Curvature scale-space-driven object recognition with an indexing scheme based on artificial neural networks

This paper addresses the problem of recognizing real flat objects from two-dimensional images. In particular, a new object recognition technique which performs under occlusion and geometric transformations is presented. The method has mainly been designed to handle complex objects and incorporates two main ideas. First, matching operates hierarchically, guided by a curvature scale space segmentation scheme, and takes advantage of important object features, that is, features which distinguish an object from other objects. This is different from many classical approaches which employ a rather large number of very local features.

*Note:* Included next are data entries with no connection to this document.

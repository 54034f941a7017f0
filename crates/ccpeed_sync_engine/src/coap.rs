//! CoAP-over-UDP device client.
//!
//! Every request is sent confirmable. Lost messages are retransmitted with
//! exponential back-off; payloads larger than one block go out block-wise
//! and block-wise responses are reassembled before they are returned.

use crate::config::CoapConfig;
use crate::error::{SyncError, SyncResult};
use crate::transport::{DeviceClient, DeviceRequest, DeviceResponse, DeviceTransport, Method};
use ccpeed_coap::{encode_uint, BlockValue, Code, CoapError, Message, MessageType, OptionNumber};
use ccpeed_sync_protocol::DeviceAddress;
use std::io::ErrorKind as IoErrorKind;
use std::net::{Ipv4Addr, Ipv6Addr, SocketAddr, ToSocketAddrs, UdpSocket};
use std::sync::atomic::{AtomicU16, Ordering};
use std::time::Instant;
use tracing::{debug, trace, warn};

/// Receive buffer size; one 1024-byte block plus headers fits comfortably.
const RECV_BUFFER: usize = 2048;

const TOKEN_LEN: usize = 4;

/// Outcome of waiting for the acknowledgement of a confirmable message.
enum AckState {
    /// Piggybacked (or early separate) response.
    Response(Message),
    /// Empty ACK; the response follows separately.
    Separate,
    /// Nothing matching arrived before the deadline.
    TimedOut,
}

/// A CoAP client bound to one device.
#[derive(Debug)]
pub struct CoapClient {
    socket: UdpSocket,
    peer: SocketAddr,
    config: CoapConfig,
    next_message_id: AtomicU16,
}

impl CoapClient {
    /// Resolves `address` and opens a UDP socket connected to it.
    ///
    /// IPv6 literals may be given with or without brackets.
    pub fn connect(address: &DeviceAddress, config: CoapConfig) -> SyncResult<Self> {
        let host = address
            .as_str()
            .trim_start_matches('[')
            .trim_end_matches(']');
        let peer = (host, config.port)
            .to_socket_addrs()
            .map_err(|e| SyncError::transport_io(format!("cannot resolve {}", address), e))?
            .next()
            .ok_or_else(|| SyncError::transport(format!("no address found for {}", address)))?;

        let local: SocketAddr = if peer.is_ipv6() {
            (Ipv6Addr::UNSPECIFIED, 0).into()
        } else {
            (Ipv4Addr::UNSPECIFIED, 0).into()
        };
        let socket = UdpSocket::bind(local)
            .map_err(|e| SyncError::transport_io("failed to bind UDP socket", e))?;
        socket
            .connect(peer)
            .map_err(|e| SyncError::transport_io(format!("failed to connect to {}", peer), e))?;

        debug!(%peer, "coap client ready");
        Ok(Self {
            socket,
            peer,
            config,
            next_message_id: AtomicU16::new(rand::random()),
        })
    }

    /// Socket address of the device.
    pub fn peer(&self) -> SocketAddr {
        self.peer
    }

    /// Client configuration.
    pub fn config(&self) -> &CoapConfig {
        &self.config
    }

    fn next_message_id(&self) -> u16 {
        self.next_message_id.fetch_add(1, Ordering::Relaxed)
    }

    fn build_message(&self, request: &DeviceRequest, payload: Vec<u8>) -> Message {
        let token = rand::random::<[u8; TOKEN_LEN]>().to_vec();
        let mut message = Message::request(request.method.code(), self.next_message_id(), token)
            .with_payload(payload);
        message.set_uri_path(&request.path);
        message
    }

    fn send(&self, message: &Message) -> SyncResult<()> {
        let bytes = message
            .encode()
            .map_err(|e| SyncError::transport(format!("failed to encode message: {}", e)))?;
        self.socket
            .send(&bytes)
            .map_err(|e| SyncError::transport_io(format!("failed to send to {}", self.peer), e))?;
        Ok(())
    }

    fn acknowledge(&self, message: &Message) -> SyncResult<()> {
        self.send(&Message::empty_ack(message.message_id))
    }

    /// Receives the next well-formed message, or `None` at the deadline.
    fn recv_until(&self, deadline: Instant, buf: &mut [u8]) -> SyncResult<Option<Message>> {
        loop {
            let now = Instant::now();
            if now >= deadline {
                return Ok(None);
            }
            self.socket
                .set_read_timeout(Some(deadline - now))
                .map_err(|e| SyncError::transport_io("failed to set socket timeout", e))?;

            match self.socket.recv(buf) {
                Ok(len) => match Message::decode(&buf[..len]) {
                    Ok(message) => return Ok(Some(message)),
                    Err(e) => debug!(error = %e, "ignoring malformed datagram"),
                },
                Err(e) if matches!(e.kind(), IoErrorKind::WouldBlock | IoErrorKind::TimedOut) => {
                    return Ok(None)
                }
                Err(e) => {
                    return Err(SyncError::transport_io(
                        format!("failed to receive from {}", self.peer),
                        e,
                    ))
                }
            }
        }
    }

    /// Sends a confirmable message and returns the matching response.
    fn transact(&self, request: &Message, path: &str) -> SyncResult<Message> {
        let mut buf = vec![0u8; RECV_BUFFER];
        let initial = self.config.initial_timeout();
        let attempts = self.config.max_retransmit + 1;

        for attempt in 0..attempts {
            if attempt > 0 {
                warn!(path, attempt, message_id = request.message_id, "retransmitting");
            }
            self.send(request)?;

            let deadline = Instant::now() + self.config.retransmit_timeout(initial, attempt);
            match self.await_ack(request, deadline, &mut buf)? {
                AckState::Response(response) => return Ok(response),
                AckState::Separate => return self.await_separate(request, path, &mut buf),
                AckState::TimedOut => {}
            }
        }

        Err(SyncError::Timeout {
            path: path.to_string(),
            attempts,
        })
    }

    fn await_ack(
        &self,
        request: &Message,
        deadline: Instant,
        buf: &mut [u8],
    ) -> SyncResult<AckState> {
        while let Some(reply) = self.recv_until(deadline, buf)? {
            let same_exchange = reply.message_id == request.message_id;
            match reply.message_type {
                MessageType::Acknowledgement if same_exchange => {
                    if reply.is_empty() {
                        trace!(message_id = reply.message_id, "empty ack");
                        return Ok(AckState::Separate);
                    }
                    if reply.token == request.token {
                        return Ok(AckState::Response(reply));
                    }
                    debug!(message_id = reply.message_id, "ack with foreign token ignored");
                }
                MessageType::Reset if same_exchange => {
                    return Err(SyncError::transport(format!(
                        "device reset message {}",
                        request.message_id
                    )));
                }
                MessageType::Confirmable | MessageType::NonConfirmable
                    if reply.token == request.token && reply.code.is_response() =>
                {
                    // Separate response overtook its empty ACK.
                    if reply.message_type == MessageType::Confirmable {
                        self.acknowledge(&reply)?;
                    }
                    return Ok(AckState::Response(reply));
                }
                MessageType::Confirmable => {
                    debug!(message_id = reply.message_id, "rejecting unexpected message");
                    self.send(&Message::reset(reply.message_id))?;
                }
                _ => trace!(message_id = reply.message_id, "ignoring unrelated message"),
            }
        }
        Ok(AckState::TimedOut)
    }

    fn await_separate(
        &self,
        request: &Message,
        path: &str,
        buf: &mut [u8],
    ) -> SyncResult<Message> {
        let deadline = Instant::now() + self.config.response_timeout;
        while let Some(reply) = self.recv_until(deadline, buf)? {
            let is_response = reply.token == request.token && reply.code.is_response();
            match reply.message_type {
                MessageType::Confirmable if is_response => {
                    self.acknowledge(&reply)?;
                    return Ok(reply);
                }
                MessageType::NonConfirmable if is_response => return Ok(reply),
                MessageType::Confirmable => {
                    self.send(&Message::reset(reply.message_id))?;
                }
                _ => trace!(message_id = reply.message_id, "ignoring unrelated message"),
            }
        }
        Err(SyncError::Timeout {
            path: path.to_string(),
            attempts: 1,
        })
    }

    /// Uploads a payload as a sequence of Block1 requests.
    ///
    /// Returns the reply to the last block, or the first error reply. Any
    /// other status than 2.31 Continue for an earlier block is a protocol
    /// error, since the device has not received the whole payload.
    fn upload_blockwise(&self, request: &DeviceRequest) -> SyncResult<Message> {
        let payload = &request.payload;
        let mut szx = self.config.block_szx();
        let mut offset = 0usize;

        loop {
            let size = 1usize << (szx + 4);
            let end = (offset + size).min(payload.len());
            let more = end < payload.len();
            let block = BlockValue::new((offset / size) as u32, more, szx).map_err(block_error)?;

            let mut message = self.build_message(request, payload[offset..end].to_vec());
            message.set_block1(block);
            if block.num() == 0 {
                message.set_option(OptionNumber::SIZE1, encode_uint(payload.len() as u32));
            }
            debug!(path = %request.path, block = block.num(), more, size, "sending block");

            let reply = self.transact(&message, &request.path)?;
            if !more || reply.code.class() >= 4 {
                return Ok(reply);
            }
            if reply.code != Code::CONTINUE {
                return Err(SyncError::Protocol {
                    method: request.method,
                    path: request.path.clone(),
                    status: reply.code,
                    body: reply.payload,
                });
            }

            if let Some(ack) = reply.block1().map_err(block_error)? {
                if ack.szx() < szx {
                    debug!(from = size, to = ack.size(), "device requested smaller blocks");
                    szx = ack.szx();
                }
            }
            offset = end;
        }
    }

    /// Fetches the remaining Block2 blocks of a response and reassembles it.
    fn collect_blocks(
        &self,
        request: &DeviceRequest,
        first: Message,
    ) -> SyncResult<DeviceResponse> {
        let status = first.code;
        let content_format = first.content_format().map_err(block_error)?;
        let mut block = first.block2().map_err(block_error)?;
        let mut payload = first.payload;

        while let Some(current) = block.filter(BlockValue::more) {
            if request.method != Method::Read {
                warn!(path = %request.path, "ignoring block-wise response to a write");
                break;
            }
            let next_num = current.num() + 1;
            let next = BlockValue::new(next_num, false, current.szx()).map_err(block_error)?;

            let mut message = self.build_message(request, Vec::new());
            message.set_block2(next);
            let reply = self.transact(&message, &request.path)?;
            if reply.code != status {
                return Ok(DeviceResponse {
                    status: reply.code,
                    content_format: reply.content_format().map_err(block_error)?,
                    payload: reply.payload,
                });
            }

            block = reply.block2().map_err(block_error)?;
            match block {
                Some(received) if received.num() == next_num => {}
                _ => {
                    return Err(SyncError::Decode(format!(
                        "expected block {} of {}",
                        next_num, request.path
                    )))
                }
            }
            payload.extend_from_slice(&reply.payload);
        }

        Ok(DeviceResponse {
            status,
            content_format,
            payload,
        })
    }
}

impl DeviceClient for CoapClient {
    fn exchange(&self, request: &DeviceRequest) -> SyncResult<DeviceResponse> {
        let first = if request.payload.len() > self.config.block_size() {
            self.upload_blockwise(request)?
        } else {
            let message = self.build_message(request, request.payload.clone());
            self.transact(&message, &request.path)?
        };
        self.collect_blocks(request, first)
    }
}

impl DeviceTransport<CoapClient> {
    /// Opens a CoAP transport to `address`.
    pub fn connect(address: DeviceAddress, config: CoapConfig) -> SyncResult<Self> {
        let client = CoapClient::connect(&address, config)?;
        Ok(Self::new(address, client))
    }
}

fn block_error(err: CoapError) -> SyncError {
    SyncError::Decode(err.to_string())
}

Second, the model database is built by using artificial neural networks (ANNs). This is also different from traditional approaches where classical indexing schemes, such as hashing, are utilized to organize and search the model database. Important object features are obtained in two steps: first, by segmenting the object boundary at multiple scales using its resampled curvature scale space (RCSS) and second, by concentrating at each scale separately, searching for groups of segments which distinguish an object from other objects. These groups of segments are then used to build a model database which stores associations between segments and models. The model database is implemented using a set of ANNs which provide the essential mechanism not only for establishing correct associations between groups of segments and models but also for enabling efficient searching and robust retrieval. The method has been tested using both artificial and real data illustrating good performance.